A grievance panel for the Hartford and New Britain judicial districts found probable cause that the plaintiff had violated rule 1.7 (a) (2) of the Rules of Professional Conduct, and also found that the plaintiff did not violate rules 1.11, 1.3 and 8.4 (4). The panel's determination of probable cause was silent as to rule 8.4 (3). Pursuant to Practice Book § 2-35 (d),5 the Office of Disciplinary Counsel then filed additional allegations of misconduct. Disciplinary counsel alleged that the plaintiff's "refusal to adhere to Probate Court requests and orders" in the DeRosa matter violated rules 3.3 and 8.4 (3). The additional allegations included seventeen attached documents in support of those allegations.

After a hearing at which the plaintiff testified, a reviewing committee of the defendant concluded that the plaintiff had violated rules 3.3 (a) (1) and rule 8.4 (3). Specifically, the reviewing committee concluded: "It is clear ... that the [plaintiff] was attempting to offset the amount she owed to the estate for the income tax interest and penalties with her fiduciary fees. The [plaintiff] maintained that the request for fiduciary fees was a mistake. This reviewing committee does not find the [plaintiff's] statement credible, considering the fact that the amount of the fiduciary fees requested equaled the amount of interest and penalties owed to the estate by the [plaintiff]. Furthermore, the [plaintiff] is an experienced Probate Court attorney who clearly understood the directives of Judge Keeney. We find [that] the [plaintiff's] actions were knowing, deliberate and contrary to her representation to the court in her May 24, 2013 e-mail and June 1, 2013 accounting. Accordingly, we conclude that the amended final account[ing] filed by the [plaintiff] on June 24, 2013, constituted a knowingly false statement to the Probate Court, in violation of rule 3.3 (a) (1) of the Rules of Professional Conduct, and was dishonest, in violation of rule 8.4 (3) of the Rules of Professional Conduct." The reviewing committee reprimanded the plaintiff and ordered her to attend a continuing legal education course in legal ethics.

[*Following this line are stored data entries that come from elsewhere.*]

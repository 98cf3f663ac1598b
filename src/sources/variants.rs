use super::{FetchAlignment, Page, RangeDataSource, SourceKind, SourceOptions};
use crate::cache::{LocusStrategy, Resolution};
use crate::interval::ContigInterval;
use crate::types::{Variant, VariantContext};
use crate::{Error, Result};
use serde_json::Value;

const BASE_PAIRS_PER_FETCH: u64 = 10_000;

/// Variants (and, when samples are known, their genotype calls).
#[derive(Debug, Clone, Default)]
pub struct Variants {
    samples: Option<Vec<String>>,
}

impl Variants {
    pub fn new() -> Self {
        Self::default()
    }

    pub fn with_samples(samples: Vec<String>) -> Self {
        Self {
            samples: Some(samples),
        }
    }
}

/// Endpoints may send each variant as an object or as a JSON-encoded string,
/// with or without the surrounding context.
pub(super) fn parse_variant(item: &Value) -> Result<VariantContext> {
    if let Value::String(encoded) = item {
        let decoded: Value = serde_json::from_str(encoded)?;
        return parse_variant(&decoded);
    }

    if item.get("variant").is_some() {
        Ok(serde_json::from_value(item.clone())?)
    } else {
        let variant: Variant = serde_json::from_value(item.clone())?;
        Ok(VariantContext {
            variant,
            sample_ids: Vec::new(),
        })
    }
}

impl SourceKind for Variants {
    type Record = VariantContext;
    type Strategy = LocusStrategy;

    const NAME: &'static str = "variants";

    fn strategy(&self) -> LocusStrategy {
        LocusStrategy::new()
    }

    fn options(&self) -> SourceOptions {
        SourceOptions {
            alignment: FetchAlignment::Expand {
                bucket: BASE_PAIRS_PER_FETCH,
                min_start: 1,
            },
            binned: true,
            ..SourceOptions::default()
        }
    }

    fn parse(&self, _range: &ContigInterval, response: &Value) -> Result<Page<VariantContext>> {
        let records = match response {
            Value::Null => Vec::new(),
            Value::Array(items) => items.iter().map(parse_variant).collect::<Result<_>>()?,
            other => {
                return Err(Error::InvalidResponse(format!(
                    "expected an array of variants, got: {}",
                    other
                )));
            }
        };
        Ok(Page::last(records))
    }
}

pub type VariantDataSource = RangeDataSource<Variants>;

impl VariantDataSource {
    pub fn get_variants_in_range(
        &self,
        range: &ContigInterval,
        resolution: Option<Resolution>,
    ) -> Vec<Variant> {
        self.get_in_range(range, resolution)
            .into_iter()
            .map(|context| context.variant)
            .collect()
    }

    /// Variant contexts with their calls; empty when no samples were configured.
    pub fn get_genotypes_in_range(
        &self,
        range: &ContigInterval,
        resolution: Option<Resolution>,
    ) -> Vec<VariantContext> {
        if self.kind().samples.is_none() {
            return Vec::new();
        }
        self.get_in_range(range, resolution)
    }

    pub fn samples(&self) -> Result<&[String]> {
        self.kind()
            .samples
            .as_deref()
            .ok_or_else(|| Error::InvalidInput("no samples for genotypes".to_string()))
    }
}
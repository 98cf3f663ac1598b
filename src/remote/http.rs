//! HTTP/HTTPS transport backed by reqwest.

use super::{Transport, decode_body};
use crate::{Error, Result};
use async_trait::async_trait;
use bytes::Bytes;
use reqwest::Client;
use serde_json::Value;
use url::Url;

/// [`Transport`] issuing plain GET requests.
///
/// No timeout is configured: a hung request only stalls the gap it serves.
#[derive(Clone)]
pub struct HttpTransport {
    client: Client,
}

impl HttpTransport {
    pub fn new() -> Result<Self> {
        let client = Client::builder()
            .build()
            .map_err(|e| Error::InvalidInput(format!("failed to create HTTP client: {}", e)))?;
        Ok(Self { client })
    }

    /// Use a preconfigured client (proxies, headers, ...).
    pub fn with_client(client: Client) -> Self {
        Self { client }
    }
}

#[async_trait]
impl Transport for HttpTransport {
    async fn get_json(&self, url: &Url) -> Result<Value> {
        let response = self
            .client
            .get(url.clone())
            .header(reqwest::header::ACCEPT, "application/json")
            .send()
            .await
            .map_err(|e| Error::Transport {
                url: url.to_string(),
                message: e.to_string(),
            })?;

        let status = response.status();
        if status.is_client_error() || status.is_server_error() {
            return Err(Error::Status {
                url: url.to_string(),
                status: status.as_u16(),
                text: status.canonical_reason().unwrap_or_default().to_string(),
            });
        }

        let body: Bytes = response.bytes().await.map_err(|e| Error::Transport {
            url: url.to_string(),
            message: format!("failed to read HTTP response: {}", e),
        })?;

        decode_body(&body)
    }
}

The defendant upheld the reviewing committee's decision after the plaintiff filed a request for review pursuant to Practice Book § 2-35 (k).6 The plaintiff next appealed to the Superior Court pursuant to Practice Book § 2-38, arguing in relevant part that (1) the reviewing committee's finding that the June 24, 2013 amended final accounting "constituted a knowingly false statement" to a tribunal was clearly erroneous, (2) the record did not support the reviewing committee's finding that her conduct was dishonest in violation of rule 8.4 (3), and (3) rule 3.3 is limited to attorneys engaged in an attorney-client relationship.7 The court, Robaina, J ., dismissed the plaintiff's appeal, determining that the reviewing committee's decision was not clearly erroneous, the record amply supported the reviewing committee's findings of fact, and the reprimand imposed fell "within proper guidelines."

The plaintiff...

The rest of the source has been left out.